Educational inequality widening Australia’s rich-poor gap, report finds

Cost to nation’s economy $20bn over six years, with students at bottom of schooling system falling further behind.

Educational inequality has cost the Australian economy more than $20bn, as well as contributing to the widening gap between rich and poor, new research has found.

 

The report from the Public Education Foundation found that students at the bottom of Australia’s schooling system were falling further behind, despite increased spending on education, with their socioeconomic status and parents’ education remaining key factors.

Australia’s students generally are slipping behind their international counterparts, but PEF researcher David Hetherington found students already in the bottom cohort because of factors outside of their control were falling further behind, and faster.

“We recognise the limitations of standardised testing, but one advantage is that it does provide comparable time-series data for evaluation across a host of countries,” Hetherington found.

“From 2009 to 2015, where the data is consistently comparable, the average performance across all subjects of students at the 10th percentile (10% from the bottom) fell by 21.3 points, while the performance of those at the 90th percentile fell by only 14.4 points.

“While all cohorts have fared worse, the performance of those at the bottom has fallen by almost 50% more than those at the top, exacerbating inequality between the two ends.”

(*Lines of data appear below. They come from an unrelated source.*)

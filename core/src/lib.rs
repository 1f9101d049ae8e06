//! Blocking client for the Transkit speech transcription API.
//!
//! # Overview
//! Submits audio for synchronous (online) or asynchronous (offline)
//! transcription, polls offline jobs and reads the caller's consumed quota.
//! All calls are HTTPS with JSON bodies and a bearer token.
//!
//! # Design
//! - `Transkit` holds the key, endpoint and optional extra config, and
//!   exposes one method per API operation.
//! - Each operation is built into an `HttpRequest`, executed by a
//!   `Transport` (by default `UreqTransport`), and parsed from an
//!   `HttpResponse`. Building and parsing never touch the network.
//! - One round trip per call. No retries, no caching.
//!
//! ```no_run
//! let client = transkit::Transkit::new("my-api-key");
//! let quota = client.get_quota()?;
//! println!("consumed: {}", quota.consumed_quota);
//! # Ok::<(), transkit::TranskitError>(())
//! ```

pub mod client;
pub mod config;
pub mod endpoint;
pub mod error;
pub mod http;
pub mod types;

pub use client::{parse_response, Transkit, DEFAULT_ENDPOINT};
pub use config::ClientConfig;
pub use error::{Result, TranskitError};
pub use http::{HttpMethod, HttpRequest, HttpResponse, Transport, UreqTransport};
pub use types::{
    ConsumedQuota, OfflineError, OfflineTranscriptionRequest, OfflineTranscriptionResponse,
    OfflineTranscriptionStatusResponse, OnlineTranscriptionRequest, OnlineTranscriptionResponse,
    OnlineWord,
};
//! Base URL plus path segment composition.
//!
//! Segments are joined with path-join semantics: one separator between
//! components, empty and `.` elements dropped, `..` pops the previous
//! element. A leading `/` on the base path survives, a trailing one does
//! not. Query and fragment of the base are left untouched.

use url::Url;

use crate::error::Result;

/// Append `segments` to the path of `base`, in order.
pub fn join_url(base: &str, segments: &[&str]) -> Result<String> {
    let mut url = Url::parse(base)?;

    let mut path = url.path().to_string();
    for segment in segments {
        path = join_path(&path, segment);
    }
    url.set_path(&path);

    Ok(url.to_string())
}

fn join_path(left: &str, right: &str) -> String {
    let joined = match (left.is_empty(), right.is_empty()) {
        (true, true) => return String::new(),
        (true, false) => right.to_string(),
        (false, true) => left.to_string(),
        (false, false) => format!("{left}/{right}"),
    };
    clean_path(&joined)
}

fn clean_path(path: &str) -> String {
    let rooted = path.starts_with('/');
    let mut parts: Vec<&str> = Vec::new();

    for part in path.split('/') {
        match part {
            "" | "." => {}
            ".." => {
                if parts.last().is_some_and(|p| *p != "..") {
                    parts.pop();
                } else if !rooted {
                    parts.push("..");
                }
            }
            other => parts.push(other),
        }
    }

    let body = parts.join("/");
    match (rooted, body.is_empty()) {
        (true, _) => format!("/{body}"),
        (false, true) => ".".to_string(),
        (false, false) => body,
    }
}
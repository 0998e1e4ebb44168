//! Tests for MemoryDocument

use super::*;

fn doc() -> MemoryDocument {
    MemoryDocument::new(120.0, 40.0)
}

#[test]
fn test_body_is_attached_and_upper_case() {
    let doc = doc();
    assert!(doc.is_attached(doc.body()));
    assert_eq!(doc.tag_name(doc.body()), Some("BODY"));
}

#[test]
fn test_created_element_is_detached_until_appended() {
    let mut doc = doc();
    let el = doc.create_element("div");
    assert!(doc.contains(el));
    assert!(!doc.is_attached(el));

    let body = doc.body();
    doc.append_child(body, el);
    assert!(doc.is_attached(el));
    assert_eq!(doc.tag_name(el), Some("DIV"));
}

#[test]
fn test_remove_drops_subtree() {
    let mut doc = doc();
    let body = doc.body();
    let outer = doc.element("div", body);
    let inner = doc.element("span", outer);

    doc.remove(outer);

    assert!(!doc.contains(outer));
    assert!(!doc.contains(inner));
    assert!(doc.children(body).is_empty());
}

#[test]
fn test_remove_twice_is_harmless() {
    let mut doc = doc();
    let body = doc.body();
    let el = doc.element("div", body);
    doc.remove(el);
    doc.remove(el);
    assert!(!doc.contains(el));
}

#[test]
fn test_set_style_replaces_in_place() {
    let mut doc = doc();
    let body = doc.body();
    let el = doc.element("div", body);
    doc.set_style(el, "top", "1px");
    doc.set_style(el, "left", "2px");
    doc.set_style(el, "top", "3px");

    assert_eq!(doc.style(el, "top"), Some("3px"));
    assert_eq!(doc.style_string(el), "top:3px;left:2px;");
}

#[test]
fn test_attributes_round_trip_and_blank() {
    let mut doc = doc();
    let body = doc.body();
    let el = doc.element("a", body);
    doc.set_attribute(el, "title", "Open");
    assert_eq!(doc.attribute(el, "title"), Some("Open"));

    doc.set_attribute(el, "title", "");
    assert_eq!(doc.attribute(el, "title"), Some(""));
}

#[test]
fn test_add_class_does_not_duplicate() {
    let mut doc = doc();
    let body = doc.body();
    let el = doc.element("div", body);
    doc.add_class(el, "tipsy");
    doc.add_class(el, "dark");
    doc.add_class(el, "tipsy");

    assert_eq!(doc.attribute(el, "class"), Some("tipsy dark"));
    assert!(doc.has_class(el, "dark"));
    assert!(!doc.has_class(el, "tip"));
}

#[test]
fn test_explicit_box_wins_over_measurement() {
    let mut doc = doc();
    let body = doc.body();
    let el = doc.element("div", body);
    doc.set_inner_html(el, "a much longer label than the box");
    doc.set_box(el, 0.0, 0.0, 10.0, 3.0);

    assert_eq!(doc.outer_width(el), 10.0);
    assert_eq!(doc.outer_height(el), 3.0);
}

#[test]
fn test_measurement_uses_descendant_text_and_border() {
    let mut doc = doc();
    let body = doc.body();
    let container = doc.element("div", body);
    let content = doc.element("div", container);
    doc.set_inner_html(content, "Save<br>Ctrl+S to save now");

    assert_eq!(doc.outer_width(container), 20.0);
    assert_eq!(doc.outer_height(container), 4.0);
}

#[test]
fn test_measurement_counts_wide_characters() {
    let mut doc = doc();
    let body = doc.body();
    let el = doc.element("div", body);
    doc.set_inner_html(el, "保存");

    assert_eq!(doc.outer_width(el), 6.0);
}

#[test]
fn test_writes_to_missing_nodes_are_ignored() {
    let mut doc = doc();
    let ghost = ElementId::from_raw(99);
    doc.set_style(ghost, "top", "1px");
    doc.set_attribute(ghost, "title", "x");

    assert!(doc.style(ghost, "top").is_none());
    assert!(doc.attribute(ghost, "title").is_none());
}

#[test]
fn test_offset_parent_of_detached_is_none() {
    let mut doc = doc();
    let el = doc.create_element("div");
    assert!(doc.offset_parent(el).is_none());
    assert!(doc.offset_parent(doc.body()).is_none());
}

Indigenous children and those of newly arrived migrants were disproportionately represented in the lower percentile groups. Using the OECD calculation that a 50-point fall in test scores leads to a decline in long-term GDP growth of 0.87% per year, the group calculated the fall in educational performance cost Australia’s economy $118.6bn between 2009 and 2015, with inequality contributing $20.3bn.

A child who fell behind in their junior school years faced an almost impossible task to catch up, with the research finding inequality grew worse as a child moved through the educational system.

Children whose parents left school early or achieved poor results were behind their peers almost from the moment they stepped on to a school’s grounds. They also tended to be from lower socioeconomic backgrounds.

Hetherington said the research shone a light on the sometimes forgotten costs of inequality.

“Why should this concern us? If education and income are so closely related, is it possible that the growth in economic inequality that has become so prominent is in part driven by rising inequality in education?”

He echoed calls for targeted teaching approaches, additional teachers for underperforming students, alternative learning programs for those not fitting the traditional educational system and needs-based funding for schools.

The report is likely to inflame the political debate surrounding Gonski funding, which is shaping up as a sleeper issue at the next election.

Labor is firmly opposed to the government’s $24bn schools funding package, which tore up the final two years of Labor’s previous funding deal. Labor says that means the government is cutting $22bn over a decade.

It has vowed to replace “every dollar” if it wins government, a move which has won over the Catholic sector, which stands to lose from the removal of system-based funding agreements.